日差しが暖かくなる頃、木々に付いた花が散歩の目を楽しませてくれるようになり、世間は春を感じる。しかし犬の飼い主としては、なんといっても周囲に増えてくる犬の抜け毛に春の到来を感じる。とくにダブルコートの犬がいる家などは、戦々恐々だろう。……と少しばかりタイミングが遅れてしまったが、お読みいただきたい。
犬が動くたびにフワフワ、犬のいた場所にごっそりと、メンテナンスをやってもやっても出てくる抜け毛。犬にとっては冬の間の大事な防寒着を脱ぐ、ちょうど衣替えの時期だ。
しかし「脱ぐ」といっても、私達なら文字どおり服を脱げばいいだけだが、犬が防寒着を脱ぐのはそう簡単にはいかない。一見簡単に抜けてそうだけど、実は犬の毛が抜け落ちるときには、体の中でホルモンや代謝の急激な変化が起きている。

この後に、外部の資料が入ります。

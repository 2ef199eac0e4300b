//! `RpcTransport` over HTTP POST.

use crate::domain::config::RpcConfig;
use crate::error::{ConfigError, TransportError};
use crate::ports::{HttpReply, RpcTransport};
use async_trait::async_trait;
use reqwest::header::{HeaderMap, HeaderName, HeaderValue, CONTENT_TYPE};

/// reqwest-backed transport for the request/response channel.
pub struct HttpTransport {
    http_client: reqwest::Client,
    rpc_url: String,
}

impl HttpTransport {
    /// Create a transport for `config.endpoint` with the configured headers.
    pub fn new(config: &RpcConfig) -> Result<Self, ConfigError> {
        let mut headers = HeaderMap::new();
        headers.insert(CONTENT_TYPE, HeaderValue::from_static("application/json"));
        for (name, value) in &config.headers {
            let invalid = |reason: String| ConfigError::InvalidHeader {
                name: name.clone(),
                reason,
            };
            let header_name =
                HeaderName::from_bytes(name.as_bytes()).map_err(|e| invalid(e.to_string()))?;
            let header_value =
                HeaderValue::from_str(value).map_err(|e| invalid(e.to_string()))?;
            headers.insert(header_name, header_value);
        }

        let http_client = reqwest::Client::builder()
            .timeout(config.request_timeout)
            .default_headers(headers)
            .build()
            .map_err(|e| ConfigError::InvalidEndpoint {
                url: config.endpoint.clone(),
                reason: e.to_string(),
            })?;

        Ok(Self {
            http_client,
            rpc_url: config.endpoint.clone(),
        })
    }
}

#[async_trait]
impl RpcTransport for HttpTransport {
    async fn post(&self, body: String) -> Result<HttpReply, TransportError> {
        let response = self
            .http_client
            .post(&self.rpc_url)
            .body(body)
            .send()
            .await
            .map_err(|e| TransportError::Request(e.to_string()))?;

        let status = response.status().as_u16();
        let body = response
            .text()
            .await
            .map_err(|e| TransportError::Request(e.to_string()))?;

        Ok(HttpReply { status, body })
    }
}
//! Recent-blockhash cache with duplicate-signature avoidance.
//!
//! A cached blockhash is reused for `cache_ttl`. Every signature produced
//! against it is remembered (separately for submission and simulation); a
//! transaction that would reuse a remembered signature forces a new
//! blockhash and is signed again, so a legitimately retried transaction is
//! never mistaken for an accidental duplicate.

use crate::domain::config::BlockhashConfig;
use crate::domain::types::{Blockhash, BlockhashWithExpiry, Commitment, SignedTransaction};
use crate::error::{ClientError, ClientResult};
use crate::gateway::RequestGateway;
use crate::metrics::ClientMetrics;
use crate::ports::{TransactionBuilder, TransactionSigner};
use parking_lot::Mutex;
use std::collections::HashSet;
use std::sync::Arc;
use tokio::time::Instant;
use tracing::{debug, info, trace};

/// Which fingerprint set a signature is checked against.
#[derive(Debug, Clone, Copy, PartialEq, Eq)]
pub enum SigningPurpose {
    Send,
    Simulate,
}

/// Result of recording a fingerprint.
#[derive(Debug, Clone, Copy, PartialEq, Eq)]
enum Recorded {
    Fresh,
    Duplicate,
    /// Set reached its cap
    Full,
    /// The cache moved to another blockhash while signing
    Stale,
}

#[derive(Default)]
struct CacheState {
    latest: Option<BlockhashWithExpiry>,
    fetched_at: Option<Instant>,
    sent: HashSet<String>,
    simulated: HashSet<String>,
    /// Bumped on every adopted blockhash
    epoch: u64,
}

/// Shared blockhash cache.
pub struct BlockhashCache {
    gateway: Arc<RequestGateway>,
    config: BlockhashConfig,
    state: Mutex<CacheState>,
    /// Single-flight guard for polls
    refresh: tokio::sync::Mutex<()>,
    metrics: Arc<ClientMetrics>,
}

impl BlockhashCache {
    pub fn new(
        gateway: Arc<RequestGateway>,
        config: BlockhashConfig,
        metrics: Arc<ClientMetrics>,
    ) -> Self {
        Self {
            gateway,
            config,
            state: Mutex::new(CacheState::default()),
            refresh: tokio::sync::Mutex::new(()),
            metrics,
        }
    }

    /// Blockhash to sign with.
    ///
    /// Returns the cached value while it is fresh unless `force_refresh` is
    /// set; otherwise waits for the network to produce a different one.
    /// Concurrent callers share a single poll.
    pub async fn get_for_sending(&self, force_refresh: bool) -> ClientResult<BlockhashWithExpiry> {
        let epoch = {
            let state = self.state.lock();
            if !force_refresh && !self.config.disable_caching {
                if let (Some(latest), Some(fetched_at)) = (&state.latest, state.fetched_at) {
                    if fetched_at.elapsed() < self.config.cache_ttl {
                        return Ok(latest.clone());
                    }
                }
            }
            state.epoch
        };

        let _refresh = self.refresh.lock().await;
        {
            let state = self.state.lock();
            if state.epoch != epoch {
                if let Some(latest) = &state.latest {
                    trace!(blockhash = %latest.blockhash, "Using blockhash from concurrent refresh");
                    return Ok(latest.clone());
                }
            }
        }
        self.poll_new_blockhash().await
    }

    /// Last adopted blockhash, fresh or not.
    pub fn cached(&self) -> Option<BlockhashWithExpiry> {
        self.state.lock().latest.clone()
    }

    async fn poll_new_blockhash(&self) -> ClientResult<BlockhashWithExpiry> {
        let started = Instant::now();
        let previous: Option<Blockhash> = self
            .state
            .lock()
            .latest
            .as_ref()
            .map(|latest| latest.blockhash.clone());
        let interval = self.config.slot_duration / 2;

        for attempt in 1..=self.config.poll_attempts {
            let fetched = self
                .gateway
                .get_latest_blockhash(Some(Commitment::Finalized))
                .await?
                .value;

            if previous.as_ref() != Some(&fetched.blockhash) {
                self.adopt(fetched.clone());
                debug!(
                    blockhash = %fetched.blockhash,
                    attempts = attempt,
                    elapsed_ms = started.elapsed().as_millis() as u64,
                    "Obtained new blockhash"
                );
                return Ok(fetched);
            }

            trace!(attempt = attempt, "Blockhash unchanged, polling again");
            if attempt < self.config.poll_attempts {
                tokio::time::sleep(interval).await;
            }
        }

        Err(ClientError::BlockhashExhausted {
            elapsed_ms: started.elapsed().as_millis() as u64,
        })
    }

    fn adopt(&self, fetched: BlockhashWithExpiry) {
        let mut state = self.state.lock();
        info!(
            blockhash = %fetched.blockhash,
            last_valid_block_height = fetched.last_valid_block_height,
            "Refreshed cached blockhash"
        );
        state.latest = Some(fetched);
        state.fetched_at = Some(Instant::now());
        state.sent.clear();
        state.simulated.clear();
        state.epoch += 1;
        ClientMetrics::inc(&self.metrics.blockhash_refreshes);
    }

    fn record(&self, blockhash: &Blockhash, signed: &SignedTransaction, purpose: SigningPurpose) -> Recorded {
        let mut state = self.state.lock();
        if state.latest.as_ref().map(|latest| &latest.blockhash) != Some(blockhash) {
            return Recorded::Stale;
        }
        let set = match purpose {
            SigningPurpose::Send => &mut state.sent,
            SigningPurpose::Simulate => &mut state.simulated,
        };
        let fingerprint = signed.signature.as_str();
        if set.contains(fingerprint) {
            Recorded::Duplicate
        } else if set.len() >= self.config.max_tracked_signatures {
            Recorded::Full
        } else {
            set.insert(fingerprint.to_string());
            Recorded::Fresh
        }
    }

    /// Build and sign a transaction whose signature has not been used with
    /// the current blockhash for `purpose`.
    ///
    /// Returns the signed transaction and the blockhash it was signed with.
    pub async fn sign_unique(
        &self,
        builder: &dyn TransactionBuilder,
        signers: &[Arc<dyn TransactionSigner>],
        purpose: SigningPurpose,
    ) -> ClientResult<(SignedTransaction, BlockhashWithExpiry)> {
        let mut force_refresh = false;
        loop {
            let blockhash = self.get_for_sending(force_refresh).await?;
            let signed = builder.build(&blockhash, signers).await?;

            match self.record(&blockhash.blockhash, &signed, purpose) {
                Recorded::Fresh => return Ok((signed, blockhash)),
                Recorded::Duplicate => {
                    ClientMetrics::inc(&self.metrics.duplicate_signatures);
                    debug!(
                        signature = %signed.signature,
                        purpose = ?purpose,
                        "Signature already used with this blockhash, refreshing"
                    );
                    force_refresh = true;
                }
                Recorded::Full => {
                    debug!(
                        limit = self.config.max_tracked_signatures,
                        purpose = ?purpose,
                        "Signature set full, refreshing blockhash"
                    );
                    force_refresh = true;
                }
                Recorded::Stale => {
                    trace!("Blockhash changed while signing, signing again");
                    force_refresh = false;
                }
            }
        }
    }
}
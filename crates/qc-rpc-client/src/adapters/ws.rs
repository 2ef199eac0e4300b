//! `PubsubConnector` over a WebSocket.

use crate::error::TransportError;
use crate::ports::{InboundFrame, OutboundFrame, PubsubChannel, PubsubConnector};
use async_trait::async_trait;
use futures_util::{SinkExt, StreamExt};
use tokio::sync::mpsc;
use tokio_tungstenite::{connect_async, tungstenite::Message};
use tracing::{debug, trace};
use url::Url;

/// tokio-tungstenite connector for the notification channel.
pub struct WsConnector {
    ws_url: Url,
}

impl WsConnector {
    pub fn new(ws_url: Url) -> Self {
        Self { ws_url }
    }
}

#[async_trait]
impl PubsubConnector for WsConnector {
    async fn connect(&self) -> Result<PubsubChannel, TransportError> {
        let (ws_stream, _) = connect_async(self.ws_url.as_str())
            .await
            .map_err(|e| TransportError::WebSocket(e.to_string()))?;
        debug!(url = %self.ws_url, "WebSocket connected");

        let (mut write, mut read) = ws_stream.split();
        let (outgoing_tx, mut outgoing_rx) = mpsc::unbounded_channel::<OutboundFrame>();
        let (incoming_tx, incoming_rx) = mpsc::unbounded_channel::<InboundFrame>();
        let (pong_tx, mut pong_rx) = mpsc::unbounded_channel::<Message>();

        // Writer: caller frames plus pongs queued by the reader
        tokio::spawn(async move {
            loop {
                let message = tokio::select! {
                    frame = outgoing_rx.recv() => match frame {
                        Some(OutboundFrame::Text(text)) => Message::Text(text.into()),
                        Some(OutboundFrame::Ping) => Message::Ping(Default::default()),
                        Some(OutboundFrame::Close) | None => {
                            let _ = write.send(Message::Close(None)).await;
                            break;
                        }
                    },
                    Some(pong) = pong_rx.recv() => pong,
                };
                if let Err(e) = write.send(message).await {
                    trace!(error = %e, "WebSocket write failed");
                    break;
                }
            }
        });

        // Reader: forwards frames until the socket ends
        tokio::spawn(async move {
            while let Some(msg) = read.next().await {
                let frame = match msg {
                    Ok(Message::Text(text)) => InboundFrame::Text(text.as_str().to_string()),
                    Ok(Message::Ping(data)) => {
                        let _ = pong_tx.send(Message::Pong(data));
                        continue;
                    }
                    Ok(Message::Close(_)) => {
                        let _ = incoming_tx.send(InboundFrame::Closed);
                        break;
                    }
                    Ok(_) => continue,
                    Err(e) => {
                        let _ = incoming_tx.send(InboundFrame::Error(e.to_string()));
                        let _ = incoming_tx.send(InboundFrame::Closed);
                        break;
                    }
                };
                if incoming_tx.send(frame).is_err() {
                    break;
                }
            }
        });

        Ok(PubsubChannel {
            outgoing: outgoing_tx,
            incoming: incoming_rx,
        })
    }
}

まずそもそもの前提として、犬の体には温度変化を感じて毛の量を調節するシステムが備わっている。犬種によって長毛だったり短毛だったり、密生したアンダーコートを持っていたりあるいはシングルコートだったりと、いろいろな毛のバリエーションがあるけれど、基本的に犬は、その犬種の原産国の気候変化に対応した毛の質を持っていることになる。
なるほど、確かに昔はそれでよかった。しかし、今や犬達はとうてい原産国のみに留まらず、世界中のあちこちでいろんな犬種が暮らすようになった。そのおかげで私達飼い主は、いろんな犬との生活が楽しめるけれど、でも犬の体にとってはどうだろう?
生まれ持った体質と、暮らす国の気候や環境、生活条件などがうまく一致していればよいけれど、もしそうでないのならば、犬の体はいろいろと自力で調整しなければならない。マラミュートのような北方原産の犬種と、イタグレのような南方原産の犬種とでは、毛質も体質も異なり、それぞれが快適と感じる温度も違ってくるので、愛犬の原産がどこであるかを知ることは、健康を維持するために大事な情報の1つである。
という前提を述べたうえであえておおまかに書くが、犬の体は基本的に暑さよりも寒さにより耐えられるシステムになっている。多くの犬種にある立派な冬毛がまさにそれを物語っているが、ほかにも、外気温が犬の快適温度よりも下がると犬の体はより多くの熱量を作り出そうとし、より多くのエネルギー量を必要とするようになる。
秋になるとヒトも犬も馬も、生き物達の食欲が増すのは、寒い冬に向けて体がエネルギーを要求する結果だ。本格的な冬が来る前に十分なエネルギーを脂肪として体に蓄積し、冬毛の下にさらに天然の断熱材を備えるというわけだ。
しかしながら、最近では犬に洋服を着せることが多くなり、挙げ句暖房がバッチリ効いた部屋の中で暮らすことで、冬になっても毛吹きが不十分だったり、免疫力が十分活性化されなかったりして、犬が本来持っている耐寒システムが活用されず、体が怠けてしまいがちだ。
毛が抜け替わるということは、古い毛を落として新しい毛を生やすということで、犬の体はその年に2回(春と秋)の代謝のために、いつも以上の栄養素を必要とする。特に小型の長毛犬種では、いつもより20%多めのタンパク質量を摂ることが推奨されている。
毛の抜け替わりのときに、犬の体がこれほどまでに栄養を使うことは想像することも難しいが、聞いてしまうと、飼い主としてはちょっとフードの中身にも気を付けてやりたくなる。
そこで重要な栄養素の1つが、健康な被毛のためのアミノ酸だ。
私達の毛も犬の毛も、体のほかの部分よりもちょっと違ったアミノ酸であるメチオニンとシスチンから構成されているので、大量の毛を作り出すためには、もちろんこれらのアミノ酸が必要不可欠となる。とはいえこれらのアミノ酸をわざわざサプリメントなどで摂取するほどではなく、これらのアミノ酸を多めに含む馬肉や魚肉などの原材料が入っているフードを選ぶだけでも十分だろう。
そして2つめが、健康な被毛のためのミネラル。
体が必要な栄養素の中でも、特に皮膚の代謝に大事な役割を果たすミネラルである亜鉛も、換毛時期に十分摂っておきたい。亜鉛を含むフードの原材料は、赤身肉やキノコ類、貝類などだが、毛を構成するアミノ酸と亜鉛、そしてそれらの消化率などを考慮すると、換毛期の犬の体をサポートをしてくれる有力な原材料候補は、やはり馬肉や鹿肉となるだろう。